The most dramatic change came for the Wyoming unit in 1961 when it changed from an Air Defense Command Fighter-Interceptor unit to flying C-119 Flying Boxcars and airlifting medical patients, with the newly designated 187th Aeromedical Transport Squadron becoming part of Military Air Transport Service (MATS).

On 21 June 1963 the 187th received Lockheed C-121 Super Constellation aircraft and expanded its military airlift role to worldwide mission capabilities. Entering the realm of Southeast Asia and the Vietnam War, the Wyoming Air Guard flew its first mission into the Southeast Asia theater combat zone in late 1964, and continued to do so throughout the Vietnam War years. In January 1966, the unit became the 153d Military Airlift Group [153d MAG], under the Military Airlift Command.

In 1972, the 187th received its first turboprop Lockheed C-130B Hercules aircraft, and became a tactical airlift squadron.

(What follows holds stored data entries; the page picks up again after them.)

//! Layout reconstruction for one page.
//!
//! This module turns a page of positioned text items into classified
//! blocks and tables:
//! - Font resolution and width/height estimation
//! - Reading order and block segmentation
//! - Table inference
//! - Semantic classification

pub mod classifier;
pub mod cleanup;
pub mod metrics;
pub mod normalize;
mod options;
pub mod segmenter;
pub mod style;
pub mod table_detector;
pub mod text;

pub use classifier::BlockClassifier;
pub use cleanup::{CleanupOptions, CleanupPipeline};
pub use metrics::MetricsEngine;
pub use options::LayoutConfig;
pub use segmenter::{
    GapSegmenter, LineSegmenter, SegmentStrategy, SegmentationChain, Segmenter,
    SingleBlockSegmenter,
};
pub use style::{resolve_font, StyleCache};
pub use table_detector::TableInferencer;

use crate::error::Result;
use crate::model::{BlockType, PageInput, PageStructure, TextBlock, TextItem};

/// Page facts shared by the layout stages.
#[derive(Debug, Clone, Copy)]
pub struct PageContext<'a> {
    /// Page number (1-indexed)
    pub number: u32,
    /// Page width in points
    pub width: f32,
    /// Page height in points
    pub height: f32,
    /// Heuristic thresholds
    pub config: &'a LayoutConfig,
}

/// Runs the layout stages for pages of one conversion.
#[derive(Debug)]
pub struct LayoutAnalyzer<'a> {
    config: &'a LayoutConfig,
    chain: &'a SegmentationChain,
    cache: &'a StyleCache,
}

impl<'a> LayoutAnalyzer<'a> {
    /// Create an analyzer over a primed style cache.
    pub fn new(config: &'a LayoutConfig, chain: &'a SegmentationChain, cache: &'a StyleCache) -> Self {
        Self {
            config,
            chain,
            cache,
        }
    }

    /// Analyze one page.
    pub fn analyze_page(&self, page: &PageInput) -> Result<PageStructure> {
        let items = normalize::normalize_page(page, self.cache, self.config)?;
        let ctx = PageContext {
            number: page.number,
            width: page.width,
            height: page.height,
            config: self.config,
        };

        let mut structure = PageStructure::empty(page.number, page.width, page.height);
        structure.images = page.images.clone();

        if items.is_empty() {
            log::debug!("Page {}: no text items", page.number);
            return Ok(structure);
        }

        let regions = segmenter::split_regions(items, &ctx);
        let (tables, body) = TableInferencer::new(self.config).infer(regions.body);

        let classifier = BlockClassifier::new(self.config);
        structure.headers = self.blocks(&regions.header, &ctx, &classifier, Some(BlockType::Header))?;
        structure.blocks = self.blocks(&body, &ctx, &classifier, None)?;
        structure.footers = self.blocks(&regions.footer, &ctx, &classifier, Some(BlockType::Footer))?;
        structure.tables = tables;

        log::debug!(
            "Page {}: {} blocks, {} headers, {} footers, {} tables",
            page.number,
            structure.blocks.len(),
            structure.headers.len(),
            structure.footers.len(),
            structure.tables.len()
        );
        Ok(structure)
    }

    /// Analyze one page, degrading to an empty page on failure.
    pub fn analyze_page_or_empty(&self, page: &PageInput) -> PageStructure {
        match self.analyze_page(page) {
            Ok(structure) => structure,
            Err(e) => {
                log::warn!("Page {} degraded to empty: {}", page.number, e);
                let mut structure = PageStructure::empty(page.number, page.width, page.height);
                structure.images = page.images.clone();
                structure
            }
        }
    }

    fn blocks(
        &self,
        items: &[TextItem],
        ctx: &PageContext<'_>,
        classifier: &BlockClassifier<'_>,
        forced: Option<BlockType>,
    ) -> Result<Vec<TextBlock>> {
        let blocks = self.chain.segment(items, ctx)?;
        Ok(blocks
            .into_iter()
            .map(|block| match forced {
                Some(block_type) => classifier.classify_as(block, ctx.width, block_type),
                None => classifier.classify(block, ctx.width),
            })
            .collect())
    }
}

#[cfg(test)]
mod tests {
    use super::*;

    fn analyze(page: &PageInput) -> PageStructure {
        let config = LayoutConfig::default();
        let chain = SegmentationChain::default();
        let mut cache = StyleCache::new();
        normalize::prime_style_cache(&mut cache, [page]);
        LayoutAnalyzer::new(&config, &chain, &cache).analyze_page_or_empty(page)
    }

    #[test]
    fn test_header_body_footer() {
        let page = PageInput::letter(1).with_items(vec![
            TextItem::new("Running title", 72.0, 30.0, 9.0, "Arial"),
            TextItem::new("Body text here.", 72.0, 300.0, 12.0, "Arial"),
            TextItem::new("Page 1", 290.0, 760.0, 9.0, "Arial"),
        ]);
        let structure = analyze(&page);

        assert_eq!(structure.headers.len(), 1);
        assert_eq!(structure.headers[0].block_type, BlockType::Header);
        assert_eq!(structure.blocks.len(), 1);
        assert_eq!(structure.blocks[0].text, "Body text here.");
        assert_eq!(structure.footers.len(), 1);
        assert_eq!(structure.footers[0].block_type, BlockType::Footer);
    }

    #[test]
    fn test_malformed_page_degrades() {
        let page = PageInput::letter(2).with_items(vec![TextItem::new(
            "bad",
            f32::INFINITY,
            10.0,
            12.0,
            "Arial",
        )]);
        let structure = analyze(&page);
        assert!(structure.is_empty());
        assert_eq!(structure.number, 2);
    }

    #[test]
    fn test_empty_page() {
        let structure = analyze(&PageInput::letter(1));
        assert!(structure.is_empty());
    }
}
//! Application state shared by all handlers and background tasks.

use std::sync::Arc;

use crate::config::AppConfig;
use crate::db::DbPool;
use crate::session::ChatSessions;

#[derive(Clone)]
pub struct AppState {
  pub db: DbPool,
  pub config: Arc<AppConfig>,
  /// Per-user chat review queues
  pub sessions: ChatSessions,
}

impl AppState {
  pub fn new(db: DbPool, config: AppConfig) -> Self {
    Self {
      db,
      config: Arc::new(config),
      sessions: ChatSessions::new(),
    }
  }
}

The C-130 is one of the toughest and most versatile aircraft ever built, and which the unit continues to fly over 40 years later. In 1975, the Wyoming Air Guard was selected for the special role of aerial fire fighting. Two Wyoming C-130s were equipped with Modular Airborne FireFighting System (MAFFS) and began water/fire retardant bombing of fires throughout the United States. Those fire fighting missions still continue through the present.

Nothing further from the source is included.